Task to complete | Only the lines from the opening of the material through the one containing "the enum small)." should be reproduced, each exactly as it stands.

Entries provided |
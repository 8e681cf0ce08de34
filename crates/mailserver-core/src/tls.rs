//! TLS acceptor (C2): implicit TLS, `STARTTLS` upgrade, and dual-mode
//! ClientHello sniffing.

use std::io;
use std::path::Path;
use std::pin::Pin;
use std::sync::Arc;
use std::task::{Context, Poll};

use tokio::io::{AsyncRead, AsyncWrite, ReadBuf};
use tokio::net::TcpStream;
use tokio_rustls::server::TlsStream;
use tokio_rustls::TlsAcceptor;

use crate::{Error, Result};

/// A connection that may be plaintext or TLS-encrypted, uniform to the
/// protocol engines above it.
pub enum Stream {
    /// Plaintext TCP.
    Plain(TcpStream),
    /// TLS-encrypted (boxed to keep the enum small).
    Tls(Box<TlsStream<TcpStream>>),
}

impl Stream {
    /// Returns `true` if this connection is TLS-encrypted.
    #[must_use]
    pub const fn is_tls(&self) -> bool {
        matches!(self, Self::Tls(_))
    }

    /// Upgrades a plaintext stream to TLS in place, for `STARTTLS`. The
    /// caller must already have written the plaintext positive response
    /// before calling this, since the next byte on the wire is expected to
    /// be the client's TLS handshake.
    pub async fn upgrade(self, acceptor: &TlsAcceptor) -> Result<Self> {
        match self {
            Self::Plain(tcp) => {
                let tls = acceptor.accept(tcp).await?;
                Ok(Self::Tls(Box::new(tls)))
            }
            Self::Tls(_) => Err(Error::Literal("stream is already TLS".to_string())),
        }
    }
}

impl AsyncRead for Stream {
    fn poll_read(
        self: Pin<&mut Self>,
        cx: &mut Context<'_>,
        buf: &mut ReadBuf<'_>,
    ) -> Poll<io::Result<()>> {
        match self.get_mut() {
            Self::Plain(stream) => Pin::new(stream).poll_read(cx, buf),
            Self::Tls(stream) => Pin::new(stream).poll_read(cx, buf),
        }
    }
}

impl AsyncWrite for Stream {
    fn poll_write(
        self: Pin<&mut Self>,
        cx: &mut Context<'_>,
        buf: &[u8],
    ) -> Poll<io::Result<usize>> {
        match self.get_mut() {
            Self::Plain(stream) => Pin::new(stream).poll_write(cx, buf),
            Self::Tls(stream) => Pin::new(stream).poll_write(cx, buf),
        }
    }

    fn poll_flush(self: Pin<&mut Self>, cx: &mut Context<'_>) -> Poll<io::Result<()>> {
        match self.get_mut() {
            Self::Plain(stream) => Pin::new(stream).poll_flush(cx),
            Self::Tls(stream) => Pin::new(stream).poll_flush(cx),
        }
    }

    fn poll_shutdown(self: Pin<&mut Self>, cx: &mut Context<'_>) -> Poll<io::Result<()>> {
        match self.get_mut() {
            Self::Plain(stream) => Pin::new(stream).poll_shutdown(cx),
            Self::Tls(stream) => Pin::new(stream).poll_shutdown(cx),
        }
    }
}

/// Loads a PEM certificate chain and private key into a server-side
/// [`TlsAcceptor`].
pub fn load_acceptor(cert_path: &Path, key_path: &Path) -> Result<TlsAcceptor> {
    let cert_bytes = std::fs::read(cert_path)?;
    let key_bytes = std::fs::read(key_path)?;

    let certs = rustls_pemfile::certs(&mut cert_bytes.as_slice())
        .collect::<std::result::Result<Vec<_>, _>>()?;
    let key = rustls_pemfile::private_key(&mut key_bytes.as_slice())?
        .ok_or_else(|| Error::Literal("no private key found in key file".to_string()))?;

    let config = rustls::ServerConfig::builder()
        .with_no_client_auth()
        .with_single_cert(certs, key)?;

    Ok(TlsAcceptor::from(Arc::new(config)))
}

/// Outcome of sniffing the first bytes of a dual-mode connection (spec.md
/// §4.2: "a record whose leading byte is 0x16 and second byte is 0x03 is
/// treated as TLS ClientHello; otherwise plain").
#[derive(Debug, Clone, Copy, PartialEq, Eq)]
pub enum Sniffed {
    /// The connection opened with a TLS record header.
    Tls,
    /// The connection opened with plaintext protocol bytes.
    Plain,
}

/// A TCP stream peeked but not yet consumed, carrying the sniff result and
/// the peeked bytes forward so they aren't lost to the protocol engine.
pub struct SniffedStream {
    /// The sniff outcome.
    pub sniffed: Sniffed,
    /// The underlying, still-unconsumed TCP stream.
    pub tcp: TcpStream,
}

/// Peeks the first two bytes of a newly accepted dual-mode connection to
/// decide whether it opens with a TLS ClientHello or plaintext.
///
/// Uses `TcpStream::peek`, which does not consume the bytes, so the
/// subsequent TLS accept (or plaintext framer) sees the full stream from
/// the start.
pub async fn sniff(tcp: TcpStream) -> Result<SniffedStream> {
    let mut probe = [0u8; 2];
    let n = peek_exact(&tcp, &mut probe).await?;
    let sniffed = if n == 2 && probe[0] == 0x16 && probe[1] == 0x03 {
        Sniffed::Tls
    } else {
        Sniffed::Plain
    };
    Ok(SniffedStream { sniffed, tcp })
}

async fn peek_exact(tcp: &TcpStream, buf: &mut [u8; 2]) -> Result<usize> {
    loop {
        let n = tcp.peek(buf).await?;
        if n >= buf.len() || n == 0 {
            return Ok(n);
        }
        tokio::task::yield_now().await;
    }
}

Written solution |
repository 8e681cf0ce08de34
filename crates/mailserver-core/src/tls.rs
//! TLS acceptor (C2): implicit TLS, `STARTTLS` upgrade, and dual-mode
//! ClientHello sniffing.

use std::io;
use std::path::Path;
use std::pin::Pin;
use std::sync::Arc;
use std::task::{Context, Poll};

use tokio::io::{AsyncRead, AsyncWrite, ReadBuf};
use tokio::net::TcpStream;
use tokio_rustls::server::TlsStream;
use tokio_rustls::TlsAcceptor;

use crate::{Error, Result};

/// A connection that may be plaintext or TLS-encrypted, uniform to the
/// protocol engines above it.
pub enum Stream {
    /// Plaintext TCP.
    Plain(TcpStream),
    /// TLS-encrypted (boxed to keep the enum small).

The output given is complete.